During our week in Branson, my mother took a turn for the worse. My husband and I headed straight to the care facility on our return, him leaving my suitcases at my parent’s home. My mother passed on July 2nd, and while very sad, I am happy for her, and where she is now. She was in so much pain that last week. My brother and his family were making plans to visit my mother but missed her by two weeks. It was still wonderful to have them visit for a couple days!

Here is a fill-in-the-blank-later moment. My husband and I are now living in my parent’s home…my father is here occasionally, but my husband and I are now caring for it. My father wants it to be our home, and I’ve explained that it will take a while. Some time will need to pass before I don’t look at each item that is here and remember that it was my mother’s. For now, that’s a good thing. So many of my mother’s monetary furnishings had to be sold to make room for our furnishings, but I’ve kept those special pictures, glassware, and furniture that I and my siblings remember from our childhood.
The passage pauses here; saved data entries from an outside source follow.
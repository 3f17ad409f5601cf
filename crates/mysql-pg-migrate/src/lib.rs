//! # mysql-pg-migrate
//!
//! Schema-translating MySQL to PostgreSQL migration library.
//!
//! Moves a legacy MySQL database, whose tables and columns are often named
//! in Portuguese, into an existing PostgreSQL platform schema:
//!
//! - **Name normalization** to the platform's English identifiers
//! - **Type mapping** and value repair for out-of-range or malformed data
//! - **Relationship inference** from `*_id` columns, with dependency ordering
//! - **Idempotent loading** using `ON CONFLICT DO NOTHING`, batch or per row
//! - **Post-load DDL** for triggers, indexes, deferred keys and sequences
//! - **JSON snapshot** of the source data
//!
//! ## Example
//!
//! ```rust,no_run
//! use mysql_pg_migrate::{Config, Orchestrator};
//!
//! #[tokio::main]
//! async fn main() -> mysql_pg_migrate::Result<()> {
//!     let config = Config::load("config.yaml")?;
//!     let orchestrator = Orchestrator::new(config).await?;
//!     let result = orchestrator.run().await?;
//!     println!("Migrated {} rows", result.rows_migrated);
//!     Ok(())
//! }
//! ```

pub mod backup;
pub mod config;
pub mod core;
pub mod dialect;
pub mod drivers;
pub mod error;
pub mod orchestrator;
pub mod relationship;
pub mod schema;
pub mod transfer;
pub mod transform;
pub mod typemap;

#[cfg(test)]
mod testing;

// Re-exports for convenient access
pub use config::{BackupConfig, Config, MigrationConfig, SourceConfig, TargetConfig};
pub use crate::core::{IdentifierNormalizer, SourceStore, SourceValue, SqlValue, TableDescriptor, TargetStore};
pub use drivers::{MysqlReader, PostgresWriter};
pub use error::{MigrateError, Result};
pub use orchestrator::{HealthCheckResult, MigrationResult, Orchestrator, TableSummary};
pub use relationship::RelationshipInferencer;
pub use transfer::{BatchLoader, LoadStats, LoadStrategy};
//! Core types shared by every stage of a migration.
//!
//! - [`identifier`]: name normalization and SQL quoting
//! - [`schema`]: table, column and index metadata
//! - [`value`]: source and target value representations
//! - [`traits`]: the source and target store seams

pub mod identifier;
pub mod schema;
pub mod traits;
pub mod value;

pub use identifier::{
    escape_if_reserved, is_reserved_word, normalize_column_name, normalize_table_name,
    IdentifierNormalizer,
};
pub use schema::{ColumnDescriptor, ForeignKeyCandidate, IndexDescriptor, TableDescriptor, TableKind};
pub use traits::{SourceStore, TargetStore};
pub use value::{MigrationRow, SourceRow, SourceValue, SqlValue};
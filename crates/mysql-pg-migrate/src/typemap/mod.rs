//! Type mapping between MySQL and PostgreSQL.
//!
//! Input is the full MySQL `COLUMN_TYPE` (`int(11) unsigned`, `varchar(100)`,
//! `enum('a','b')`). Mapping is total: anything unrecognized becomes `text`.

use once_cell::sync::Lazy;
use regex::Regex;
use tracing::warn;

/// Broad value family of a source column, used by the value transformer.
#[derive(Debug, Clone, Copy, PartialEq, Eq, Hash)]
pub enum TypeCategory {
    Boolean,
    Integer,
    Float,
    Decimal,
    Text,
    Binary,
    Date,
    Time,
    DateTime,
    Json,
    Unknown,
}

impl TypeCategory {
    /// Date, time or timestamp.
    pub fn is_temporal(self) -> bool {
        matches!(
            self,
            TypeCategory::Date | TypeCategory::Time | TypeCategory::DateTime
        )
    }
}

/// `varchar(n)`, `char(n)`, `decimal(p,s)` and friends.
static PARAMETERIZED: Lazy<Regex> = Lazy::new(|| {
    Regex::new(
        r"^(varchar|char|character varying|character|decimal|numeric|dec|fixed)\s*\(\s*(\d+)\s*(?:,\s*(\d+)\s*)?\)",
    )
    .expect("parameterized type pattern")
});

/// Leading type word, ignoring display width and modifiers.
static BASE_WORD: Lazy<Regex> =
    Lazy::new(|| Regex::new(r"^([a-z]+)").expect("base type pattern"));

/// Rules keyed by the leading type word, in lookup order.
const TYPE_RULES: &[(&str, TypeCategory, &str)] = &[
    // Integers
    ("tinyint", TypeCategory::Integer, "smallint"),
    ("smallint", TypeCategory::Integer, "smallint"),
    ("mediumint", TypeCategory::Integer, "integer"),
    ("bigint", TypeCategory::Integer, "bigint"),
    ("integer", TypeCategory::Integer, "integer"),
    ("int", TypeCategory::Integer, "integer"),
    ("year", TypeCategory::Integer, "integer"),
    ("serial", TypeCategory::Integer, "bigint"),
    // Floating point
    ("float", TypeCategory::Float, "real"),
    ("double", TypeCategory::Float, "double precision"),
    ("real", TypeCategory::Float, "double precision"),
    // Fixed point without parameters
    ("decimal", TypeCategory::Decimal, "numeric"),
    ("numeric", TypeCategory::Decimal, "numeric"),
    ("dec", TypeCategory::Decimal, "numeric"),
    ("fixed", TypeCategory::Decimal, "numeric"),
    // Strings
    ("varchar", TypeCategory::Text, "text"),
    ("char", TypeCategory::Text, "text"),
    ("tinytext", TypeCategory::Text, "text"),
    ("mediumtext", TypeCategory::Text, "text"),
    ("longtext", TypeCategory::Text, "text"),
    ("text", TypeCategory::Text, "text"),
    ("enum", TypeCategory::Text, "text"),
    ("set", TypeCategory::Text, "text"),
    // Binary
    ("tinyblob", TypeCategory::Binary, "bytea"),
    ("mediumblob", TypeCategory::Binary, "bytea"),
    ("longblob", TypeCategory::Binary, "bytea"),
    ("blob", TypeCategory::Binary, "bytea"),
    ("varbinary", TypeCategory::Binary, "bytea"),
    ("binary", TypeCategory::Binary, "bytea"),
    ("bit", TypeCategory::Binary, "bytea"),
    // Temporal
    ("datetime", TypeCategory::DateTime, "timestamp"),
    ("timestamp", TypeCategory::DateTime, "timestamp"),
    ("date", TypeCategory::Date, "date"),
    ("time", TypeCategory::Time, "time"),
    // Documents
    ("json", TypeCategory::Json, "jsonb"),
];

fn normalize(source_type: &str) -> String {
    source_type.trim().to_lowercase()
}

fn is_boolean_flag(t: &str) -> bool {
    t.starts_with("tinyint(1)") || t.starts_with("bit(1)") || t == "bool" || t == "boolean"
}

fn resolve(source_type: &str) -> Option<(TypeCategory, String)> {
    let t = normalize(source_type);

    if is_boolean_flag(&t) {
        return Some((TypeCategory::Boolean, "boolean".to_string()));
    }

    if let Some(caps) = PARAMETERIZED.captures(&t) {
        let first = caps.get(2).map(|m| m.as_str()).unwrap_or_default();
        let second = caps.get(3).map(|m| m.as_str());
        return Some(match &caps[1] {
            "varchar" | "character varying" => {
                (TypeCategory::Text, format!("varchar({})", first))
            }
            "char" | "character" => (TypeCategory::Text, format!("char({})", first)),
            _ => match second {
                Some(scale) => (TypeCategory::Decimal, format!("numeric({},{})", first, scale)),
                None => (TypeCategory::Decimal, format!("numeric({})", first)),
            },
        });
    }

    let base = BASE_WORD.captures(&t)?.get(1)?.as_str().to_string();
    let (category, target) = TYPE_RULES
        .iter()
        .find(|(word, _, _)| *word == base)
        .map(|(_, category, target)| (*category, *target))?;

    if category == TypeCategory::Integer && t.contains("unsigned") {
        return Some((category, widen_unsigned(&base).to_string()));
    }
    Some((category, target.to_string()))
}

/// Unsigned integers need the next wider signed type.
fn widen_unsigned(base: &str) -> &'static str {
    match base {
        "tinyint" => "smallint",
        "smallint" | "mediumint" => "integer",
        _ => "bigint",
    }
}

/// Map a MySQL column type to a PostgreSQL column type. Never fails;
/// unknown types map to `text` with a warning.
pub fn map_type(source_type: &str) -> String {
    match resolve(source_type) {
        Some((_, target)) => target,
        None => {
            warn!(
                "Unknown source type '{}', falling back to text",
                source_type
            );
            "text".to_string()
        }
    }
}

/// Value family of a MySQL column type.
pub fn categorize(source_type: &str) -> TypeCategory {
    resolve(source_type)
        .map(|(category, _)| category)
        .unwrap_or(TypeCategory::Unknown)
}

/// `serial`/`bigserial` for auto-increment integer keys.
pub fn serial_type_for(source_type: &str) -> Option<&'static str> {
    match resolve(source_type)? {
        (TypeCategory::Integer, target) if target == "bigint" => Some("bigserial"),
        (TypeCategory::Integer, _) => Some("serial"),
        _ => None,
    }
}
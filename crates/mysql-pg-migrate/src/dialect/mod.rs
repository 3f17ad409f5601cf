//! PostgreSQL statement rendering.
//!
//! Statements are plain data ([`TableDefinition`], [`InsertStatement`]) so
//! the target store can execute them and tests can inspect them without a
//! database.
//!
//! - [`literal`]: value and string literal rendering
//! - [`postprocess`]: triggers, indexes, deferred constraints, sequences

pub mod literal;
pub mod postprocess;

use crate::core::identifier::escape_if_reserved;
use crate::core::schema::{ForeignKeyCandidate, TableKind};
use crate::core::value::MigrationRow;

pub use literal::{quote_literal, render_value};

/// One column of a `CREATE TABLE`.
#[derive(Debug, Clone, PartialEq, Eq)]
pub struct ColumnDefinition {
    /// Target column name (unquoted).
    pub name: String,
    /// PostgreSQL type.
    pub sql_type: String,
    /// Emit `NOT NULL`.
    pub not_null: bool,
    /// Translated default expression.
    pub default: Option<String>,
}

/// A `CREATE TABLE IF NOT EXISTS` statement.
#[derive(Debug, Clone, PartialEq, Eq)]
pub struct TableDefinition {
    /// Target table name (unquoted).
    pub table: String,
    /// Columns in ordinal order.
    pub columns: Vec<ColumnDefinition>,
    /// Primary-key column names.
    pub primary_key: Vec<String>,
    /// `UNIQUE` columns for tables without a primary key.
    pub unique_key: Vec<String>,
    /// Inline foreign keys.
    pub foreign_keys: Vec<ForeignKeyCandidate>,
}

impl TableDefinition {
    /// Render the DDL.
    pub fn to_sql(&self) -> String {
        let mut parts: Vec<String> = self
            .columns
            .iter()
            .map(|c| {
                let mut def = format!("{} {}", escape_if_reserved(&c.name), c.sql_type);
                if c.not_null {
                    def.push_str(" NOT NULL");
                }
                if let Some(default) = &c.default {
                    def.push_str(" DEFAULT ");
                    def.push_str(default);
                }
                def
            })
            .collect();

        if !self.primary_key.is_empty() {
            parts.push(format!("PRIMARY KEY ({})", column_list(&self.primary_key)));
        } else if !self.unique_key.is_empty() {
            parts.push(format!("UNIQUE ({})", column_list(&self.unique_key)));
        }

        for fk in &self.foreign_keys {
            parts.push(foreign_key_clause(fk));
        }

        format!(
            "CREATE TABLE IF NOT EXISTS {} (\n    {}\n)",
            escape_if_reserved(&self.table),
            parts.join(",\n    ")
        )
    }
}

/// `CONSTRAINT ... FOREIGN KEY (...) REFERENCES parent (id)`.
pub fn foreign_key_clause(fk: &ForeignKeyCandidate) -> String {
    format!(
        "CONSTRAINT {} FOREIGN KEY ({}) REFERENCES {} (id)",
        escape_if_reserved(&fk.constraint_name),
        escape_if_reserved(&fk.source_column),
        escape_if_reserved(&fk.target_table)
    )
}

/// Comma-separated escaped identifiers.
pub fn column_list(columns: &[String]) -> String {
    columns
        .iter()
        .map(|c| escape_if_reserved(c))
        .collect::<Vec<_>>()
        .join(", ")
}

/// What to do when an inserted row collides with an existing one.
#[derive(Debug, Clone, PartialEq, Eq)]
pub enum ConflictPolicy {
    /// `ON CONFLICT (key) DO NOTHING`.
    DoNothingOnKey(String),
    /// `ON CONFLICT DO NOTHING` (any unique constraint).
    DoNothing,
}

impl From<&TableKind> for ConflictPolicy {
    fn from(kind: &TableKind) -> Self {
        match kind {
            TableKind::Keyed { key_column } => ConflictPolicy::DoNothingOnKey(key_column.clone()),
            TableKind::Junction => ConflictPolicy::DoNothing,
        }
    }
}

impl ConflictPolicy {
    fn to_sql(&self) -> String {
        match self {
            ConflictPolicy::DoNothingOnKey(key) => {
                format!("ON CONFLICT ({}) DO NOTHING", escape_if_reserved(key))
            }
            ConflictPolicy::DoNothing => "ON CONFLICT DO NOTHING".to_string(),
        }
    }
}

/// A multi-row `INSERT ... ON CONFLICT` statement.
#[derive(Debug, Clone)]
pub struct InsertStatement {
    /// Target table name (unquoted).
    pub table: String,
    /// Column list: every key seen across the rows, first-seen order.
    pub columns: Vec<String>,
    /// Rows; a column missing from a row is written as `DEFAULT`.
    pub rows: Vec<MigrationRow>,
    /// Conflict handling.
    pub conflict: ConflictPolicy,
}

impl InsertStatement {
    /// Build a statement for a slice of rows.
    pub fn new(table: impl Into<String>, rows: &[MigrationRow], conflict: ConflictPolicy) -> Self {
        let mut columns: Vec<String> = Vec::new();
        for row in rows {
            for key in row.keys() {
                if !columns.contains(key) {
                    columns.push(key.clone());
                }
            }
        }
        Self {
            table: table.into(),
            columns,
            rows: rows.to_vec(),
            conflict,
        }
    }

    /// Number of rows carried.
    pub fn len(&self) -> usize {
        self.rows.len()
    }

    /// Whether the statement carries no rows.
    pub fn is_empty(&self) -> bool {
        self.rows.is_empty()
    }

    /// Render the statement with literal values.
    pub fn to_sql(&self) -> String {
        let values: Vec<String> = self
            .rows
            .iter()
            .map(|row| {
                let cells: Vec<String> = self
                    .columns
                    .iter()
                    .map(|c| match row.get(c) {
                        Some(v) => render_value(v),
                        None => "DEFAULT".to_string(),
                    })
                    .collect();
                format!("({})", cells.join(", "))
            })
            .collect();

        format!(
            "INSERT INTO {} ({}) VALUES {} {}",
            escape_if_reserved(&self.table),
            column_list(&self.columns),
            values.join(", "),
            self.conflict.to_sql()
        )
    }
}
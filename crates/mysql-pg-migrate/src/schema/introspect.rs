//! Source structure introspection.

use tracing::{debug, warn};

use crate::core::identifier::IdentifierNormalizer;
use crate::core::schema::TableDescriptor;
use crate::core::traits::SourceStore;

/// Read the structure of one source table.
///
/// Never fails: when the columns cannot be read the table is returned
/// data-only (no columns), and unreadable indexes are simply omitted.
pub async fn describe_table(
    source: &dyn SourceStore,
    table: &str,
    normalizer: &IdentifierNormalizer,
) -> TableDescriptor {
    let target_name = normalizer.table(table);

    let columns = match source.columns(table).await {
        Ok(columns) => columns,
        Err(e) => {
            warn!(
                "Could not read structure of {}: {}. Loading it data-only",
                table, e
            );
            return TableDescriptor::data_only(table, target_name);
        }
    };

    let indexes = match source.indexes(table).await {
        Ok(indexes) => indexes,
        Err(e) => {
            warn!("Could not read indexes of {}: {}", table, e);
            Vec::new()
        }
    };

    debug!(
        "Described {} -> {}: {} columns, {} indexes",
        table,
        target_name,
        columns.len(),
        indexes.len()
    );

    TableDescriptor {
        source_name: table.to_string(),
        target_name,
        columns,
        indexes,
    }
}
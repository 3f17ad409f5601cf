//! Value representations on both sides of the transformation.
//!
//! [`SourceValue`] is what the MySQL driver decodes, kept as wide as needed so
//! nothing is lost before the transformer clamps it. [`SqlValue`] is what the
//! PostgreSQL side writes.

use chrono::{NaiveDate, NaiveDateTime, NaiveTime};
use indexmap::IndexMap;
use rust_decimal::Decimal;
use serde_json::Value as JsonValue;

/// Raw decoded source value.
#[derive(Debug, Clone, PartialEq)]
pub enum SourceValue {
    /// SQL NULL.
    Null,

    /// Boolean (`tinyint(1)` decoded as bool).
    Bool(bool),

    /// Any integer, including `bigint unsigned` and oversized literals.
    Int(i128),

    /// Floating point.
    Float(f64),

    /// Fixed point.
    Decimal(Decimal),

    /// Character data.
    Text(String),

    /// Binary data.
    Bytes(Vec<u8>),

    /// Calendar date.
    Date(NaiveDate),

    /// Time of day.
    Time(NaiveTime),

    /// Timestamp without time zone.
    DateTime(NaiveDateTime),

    /// Structured value (JSON document, or an undecodable value as `{}`).
    Composite(JsonValue),
}

impl SourceValue {
    /// Check if this value is NULL.
    #[must_use]
    pub fn is_null(&self) -> bool {
        matches!(self, SourceValue::Null)
    }

    /// Empty object or array.
    #[must_use]
    pub fn is_empty_composite(&self) -> bool {
        match self {
            SourceValue::Composite(JsonValue::Object(m)) => m.is_empty(),
            SourceValue::Composite(JsonValue::Array(a)) => a.is_empty(),
            _ => false,
        }
    }

    /// JSON form used by the backup snapshot.
    ///
    /// Integers beyond the 64-bit range become strings so readers do not
    /// silently round them, bytes become `\x`-prefixed hex, temporal values
    /// become ISO 8601 strings.
    pub fn to_json(&self) -> JsonValue {
        match self {
            SourceValue::Null => JsonValue::Null,
            SourceValue::Bool(b) => JsonValue::Bool(*b),
            SourceValue::Int(i) => {
                if let Ok(v) = i64::try_from(*i) {
                    JsonValue::from(v)
                } else if let Ok(v) = u64::try_from(*i) {
                    JsonValue::from(v)
                } else {
                    JsonValue::String(i.to_string())
                }
            }
            SourceValue::Float(f) => serde_json::Number::from_f64(*f)
                .map(JsonValue::Number)
                .unwrap_or(JsonValue::Null),
            SourceValue::Decimal(d) => JsonValue::String(d.to_string()),
            SourceValue::Text(s) => JsonValue::String(s.clone()),
            SourceValue::Bytes(b) => JsonValue::String(format!("\\x{}", hex::encode(b))),
            SourceValue::Date(d) => JsonValue::String(d.format("%Y-%m-%d").to_string()),
            SourceValue::Time(t) => JsonValue::String(t.format("%H:%M:%S%.f").to_string()),
            SourceValue::DateTime(dt) => {
                JsonValue::String(dt.format("%Y-%m-%dT%H:%M:%S%.f").to_string())
            }
            SourceValue::Composite(v) => v.clone(),
        }
    }
}

impl From<JsonValue> for SourceValue {
    fn from(v: JsonValue) -> Self {
        match v {
            JsonValue::Null => SourceValue::Null,
            JsonValue::Bool(b) => SourceValue::Bool(b),
            JsonValue::Number(n) => {
                if let Some(i) = n.as_i64() {
                    SourceValue::Int(i128::from(i))
                } else if let Some(u) = n.as_u64() {
                    SourceValue::Int(i128::from(u))
                } else {
                    SourceValue::Float(n.as_f64().unwrap_or(0.0))
                }
            }
            JsonValue::String(s) => SourceValue::Text(s),
            other => SourceValue::Composite(other),
        }
    }
}

impl From<&str> for SourceValue {
    fn from(v: &str) -> Self {
        SourceValue::Text(v.to_string())
    }
}

impl From<i64> for SourceValue {
    fn from(v: i64) -> Self {
        SourceValue::Int(i128::from(v))
    }
}

/// Transformed value ready for the target.
#[derive(Debug, Clone, PartialEq)]
pub enum SqlValue {
    /// SQL NULL.
    Null,

    /// `boolean`.
    Bool(bool),

    /// Any integer column, always within i64.
    I64(i64),

    /// `real` / `double precision`.
    F64(f64),

    /// `numeric`.
    Decimal(Decimal),

    /// Character data.
    Text(String),

    /// `bytea`.
    Bytes(Vec<u8>),

    /// `jsonb`.
    Json(JsonValue),

    /// `date`.
    Date(NaiveDate),

    /// `time`.
    Time(NaiveTime),

    /// `timestamp`.
    DateTime(NaiveDateTime),
}

impl SqlValue {
    /// Check if this value is NULL.
    #[must_use]
    pub fn is_null(&self) -> bool {
        matches!(self, SqlValue::Null)
    }

    /// Integer payload, if any.
    #[must_use]
    pub fn as_i64(&self) -> Option<i64> {
        match self {
            SqlValue::I64(v) => Some(*v),
            _ => None,
        }
    }
}

impl From<i64> for SqlValue {
    fn from(v: i64) -> Self {
        SqlValue::I64(v)
    }
}

impl From<&str> for SqlValue {
    fn from(v: &str) -> Self {
        SqlValue::Text(v.to_string())
    }
}

/// One source row, keyed by source column name in select order.
pub type SourceRow = IndexMap<String, SourceValue>;

/// One transformed row, keyed by normalized target column name.
pub type MigrationRow = IndexMap<String, SqlValue>;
I’ve posted on how special my mother made the holidays. I look back now and wonder how she did it. Dozens of cookies, open house celebrations, decorations galore! We always had at least two Christmas trees, and some years five when we lived in the bigger houses. I fall way short of that, but I have my memories. Yesterday I finished decorating our new home. Simpler than what my mother once did, but homey for us.

Lots of traveling this past year, my mother’s death, and a move. But so much to be thankful for this Christmas season! I have found that in my own life, God seems to work that way. Many trials and testing, but so many other reasons to give thanks, and remember how gracious and merciful God is. I have reconnected with my sister, I have the opportunity to spend time with my father, I have been privileged to get to know my brother’s family a bit better. We’ve had visits with our children and our grandchildren that were wonderful! We have a beautiful home to live in, and my husband’s Parkinson’s is holding steady.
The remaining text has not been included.